Firstly, the current planning regime works well, but it lacks adequate incentives. The University has a Resource Allocation Model (RAM) which it maintains for information but does not use to allocate resources. A mechanistic allocation of resources based on a RAM is undesirable since it would not reflect our strategic priorities and it has the potential to deliver large funding perturbations outside of any School’s control, for example, as a result of changes to government policy. However, I believe that the RAM is a good tool for driving incentives. This year the Resource Management Committee has introduced a new ‘RAM Distribution Model’ into the Planning Round such that if a School’s RAM surplus or deficit moves outside a tolerance band, then a fraction of the excess is added or subtracted from the School’s baseline allocation. When viewed as an incentive, this encourages Schools to move above the tolerance band by increasing income or saving costs whereupon they receive an increasing proportion of their additional earnings. In its first year of operation, this mechanism has resulted in an additional £1m of recurrent funding being added to School baselines. It is hoped that Schools will ensure that these incentive funds are passed through to those who actually earn them.
Secondly, the capital planning framework and associated capital fund mentioned in the 2010 Report are now in place, and the Planning and Resources Committee are in the final stages of agreeing the details of its operation. In place of the previous ad hoc opportunistic approach, this framework will allow Council to establish a long-range capital plan which matches our academic priorities and allows us to implement critical infrastructure in a timely and cost-effective manner. Financing via the capital fund will allow us to smooth out fluctuations in external funding, including fluctuations in government Capital Infrastructure Funding and donations. It will also provide a structure for managing strategic borrowing, if and when that is thought appropriate.
Thirdly, this Report draws attention to the situation regarding funding for research. Relative to the teaching budget, the broadly cash-flat government support for research was a good outcome. Nevertheless, our research funding is under pressure and this pressure is likely to increase. Research sponsors are demanding larger, more focused projects aligned to an institutional strategy, and trend data suggests that we are losing market share to our competitors. Following the Wakeham Report, RCUK is seeking to reduce its funding of indirect costs whilst our overhead recovery is falling already as a result of a trend away from RCUK and industry funding, towards charities, EU, and UK government.
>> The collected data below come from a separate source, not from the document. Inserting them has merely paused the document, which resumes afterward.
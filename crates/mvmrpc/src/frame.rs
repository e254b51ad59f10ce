//! # Transport Frames
//!
//! The envelope carried over event queues. A frame is either a request
//! (expects exactly one correlated response), a response, or a notification
//! (no response expected or possible).
//!
//! ## Invariants
//! - `seq` is the correlation token value: allocated per request, echoed by
//!   exactly one response.
//! - `from` names the source isolate so the target knows where to send the
//!   response, and so per-pair FIFO ordering is meaningful.

use mvmpack::Decoder;
use mvmpack::Encoder;

use crate::error::Error;
use crate::error::Result;
use crate::id::IsolateId;
use crate::response::Response;
use crate::wire::WireCommand;

/// The on-queue envelope for all cross-isolate traffic.
#[derive(Debug, Clone, PartialEq, Eq)]
pub enum Frame {
    Request {
        seq: u64,
        from: IsolateId,
        cmd: WireCommand,
    },
    Response {
        seq: u64,
        response: Response,
    },
    Notify {
        from: IsolateId,
        cmd: WireCommand,
    },
}

impl Frame {
    /// Serializes this frame: kind id first, then the kind's fields.
    pub fn encode(&self) -> Result<Vec<u8>> {
        let mut enc = Encoder::new();
        match self {
            Self::Request { seq, from, cmd } => {
                enc.str("Request")?;
                enc.u64(*seq)?;
                enc.i32(from.0)?;
                cmd.put(&mut enc)?;
            }
            Self::Response { seq, response } => {
                enc.str("Response")?;
                enc.u64(*seq)?;
                response.put(&mut enc)?;
            }
            Self::Notify { from, cmd } => {
                enc.str("Notify")?;
                enc.i32(from.0)?;
                cmd.put(&mut enc)?;
            }
        }
        Ok(enc.into_bytes())
    }

    /// Deserializes a frame, mirroring [`Frame::encode`].
    pub fn decode(bytes: &[u8]) -> Result<Self> {
        let mut dec = Decoder::new(bytes);
        match dec.str()? {
            "Request" => {
                let seq = dec.u64()?;
                let from = IsolateId(dec.i32()?);
                let cmd = WireCommand::take(&mut dec)?;
                Ok(Self::Request { seq, from, cmd })
            }
            "Response" => {
                let seq = dec.u64()?;
                let response = Response::take(&mut dec)?;
                Ok(Self::Response { seq, response })
            }
            "Notify" => {
                let from = IsolateId(dec.i32()?);
                let cmd = WireCommand::take(&mut dec)?;
                Ok(Self::Notify { from, cmd })
            }
            kind => Err(Error::Malformed(format!("unknown frame kind '{}'", kind))),
        }
    }
}
/// One hosted application: its peer, its callbacks, and its window.
struct AppHost {
    app_id: AppId,
    peer: Arc<MidletPeer>,
    app: Arc<dyn MidletApp>,
    window_id: WindowId,
    foreground: AtomicBool,
}

/// The runtime of one application isolate.
///
/// Owns the isolate's peers exclusively; all mutation funnels through the
/// event loop, which handles one event at a time.
pub struct IsolateRuntime {
    id: IsolateId,
    ctx: Arc<Context>,
    conduit: Arc<Conduit>,
    loader: Arc<dyn AppLoader>,
    ui: Arc<dyn UiSink>,
    apps: DashMap<AppId, Arc<AppHost>>,
    windows: DashMap<WindowId, AppId>,
    next_app_id: AtomicI32,
    app_model: AtomicI32,
}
And underlying all of this, our TRAC analysis indicates that on average we are receiving only 90 pence of income for every £1 we spend on research. There is no single solution to these problems but it is clear that we need closer alignment of our research to an institutional strategy; we need to improve the quality of grant applications and seek a greater return of indirect recovery; and we must reduce the costs of research, for example, by more efficient use of resources.
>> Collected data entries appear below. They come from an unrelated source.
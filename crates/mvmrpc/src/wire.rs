//! # Wire Command
//!
//! The typed, positionally-serialized unit of communication. A command is its
//! routing key (`message_type`), its name (`id`), an ordered string-array
//! data section whose semantics are defined per command, and an optional
//! binary payload.
//!
//! ## Invariants
//! - Field order on the wire is fixed: message_type, id, data, payload.
//! - There is no checksum and no recovery after a divergence point; a stream
//!   exhausted before all fields are read is a malformed command.

use mvmpack::Decoder;
use mvmpack::Encoder;

use crate::error::Result;

/// An immutable, typed unit of communication between executive and isolate.
#[derive(Debug, Clone, PartialEq, Eq)]
pub struct WireCommand {
    /// Routing string, e.g. `"mvm/lifecycle"` or `"executive/window"`.
    pub message_type: String,
    /// Command name, e.g. `"StartApp"`.
    pub id: String,
    /// Ordered sequence of UTF-8 string fields.
    pub data: Vec<String>,
    /// Optional binary blob (application descriptors and the like).
    pub payload: Option<Vec<u8>>,
}

impl WireCommand {
    /// Writes this command's fields into an open encoder.
    ///
    /// Used when the command is nested inside a larger envelope.
    pub fn put(&self, enc: &mut Encoder) -> Result<()> {
        enc.str(&self.message_type)?;
        enc.str(&self.id)?;
        enc.str_list(&self.data)?;
        enc.opt_bytes(self.payload.as_deref())?;
        Ok(())
    }

    /// Reads a command from an open decoder, mirroring [`WireCommand::put`].
    pub fn take(dec: &mut Decoder<'_>) -> Result<Self> {
        let message_type = dec.str()?.to_string();
        let id = dec.str()?.to_string();
        let data = dec.str_list()?.into_iter().map(str::to_string).collect();
        let payload = dec.opt_bytes()?.map(<[u8]>::to_vec);
        Ok(Self { message_type, id, data, payload })
    }

    /// Serializes this command to a standalone byte vector.
    pub fn encode(&self) -> Result<Vec<u8>> {
        let mut enc = Encoder::new();
        self.put(&mut enc)?;
        Ok(enc.into_bytes())
    }

    /// Deserializes a standalone command, consuming the whole input.
    pub fn decode(bytes: &[u8]) -> Result<Self> {
        let mut dec = Decoder::new(bytes);
        Self::take(&mut dec)
    }
}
In conclusion, this Budget Report presents Council’s recommendations for allocations from the Chest for 2011–12 which are consistent with its plan to steer a balanced path between tightening budgets and maintaining a healthy state of operations. It also incorporates some of the first outcomes of Council’s strategy development, including the new capital planning framework, and the introduction of a RAM-based incentives mechanism.
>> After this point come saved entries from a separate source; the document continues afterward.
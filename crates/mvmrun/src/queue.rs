//! # Event Queue
//!
//! The asynchronous, per-isolate delivery channel underlying everything else.
//! It carries both raw UI/system events and command frames; the owning
//! isolate's event loop drains it strictly in delivery order and dispatches
//! each item sequentially, so two events from the same queue are never
//! handled concurrently.

use mvmrpc::Frame;
use mvmrpc::WindowId;
use tokio::sync::mpsc;

/// One item on an isolate's event queue.
#[derive(Debug, Clone)]
pub enum Event {
    /// Cross-isolate command traffic (requests, responses, notifications).
    Command(Frame),
    /// The window identified by `display_id` should move towards active.
    ActivateMidlet { display_id: WindowId },
    /// The window identified by `display_id` should move towards paused.
    PauseMidlet { display_id: WindowId },
    /// The window identified by `display_id` should move towards destroyed.
    DestroyMidlet { display_id: WindowId },
    /// The window became foreground for a local reason.
    ForegroundNotify { display_id: WindowId },
    /// The window left the foreground for a local reason.
    BackgroundNotify { display_id: WindowId },
    /// Materialize the pending lifecycle state of the peer driving
    /// `display_id`, invoking the application callback it implies.
    Settle { display_id: WindowId },
    /// Orderly teardown marker; the event loop exits after draining it.
    Shutdown,
}

/// Sending half of an isolate's event queue.
pub type EventSender = mpsc::UnboundedSender<Event>;

/// Receiving half of an isolate's event queue, owned by its event loop.
///
/// The channel preserves per-sender FIFO, which gives the per
/// (source, target) ordering guarantee the transport promises.
pub struct EventQueue {
    rx: mpsc::UnboundedReceiver<Event>,
}

impl EventQueue {
    /// Creates a queue and its sending half.
    pub fn channel() -> (EventSender, Self) {
        let (tx, rx) = mpsc::unbounded_channel();
        (tx, Self { rx })
    }

    /// Awaits the next event, or `None` once all senders are gone.
    pub async fn next(&mut self) -> Option<Event> {
        self.rx.recv().await
    }
}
The focus of the last few years has been on undergraduate funding but our attention must now switch to research. Preparation for the REF and the structural changes needed to regain our leading market share must now be our highest priority.
Finally, Deputy Vice-Chancellor, I would like to express my thanks once again to the many staff of the UAS who have worked hard to produce the data and projections that inform this Report.
Professor N. A. Dodgson (Computer Laboratory and Emmanuel College):
Deputy Vice-Chancellor, we need to make savings (paragraph 48), but where? Heads of Schools and Institutions have been grappling with this question for months.
I found it instructive to consider the composition of the University’s staff and students over the past ten years (the tables in Appendices 1 and 2 of the Report). Between 2002 and 2011, student numbers increased by 7% (from 16,895 to 18,047) while staff numbers increased by 19% (from 7,065 to 8,430). The increase in staff therefore cannot be fully explained by the increase in students; we have to dig deeper into the tables.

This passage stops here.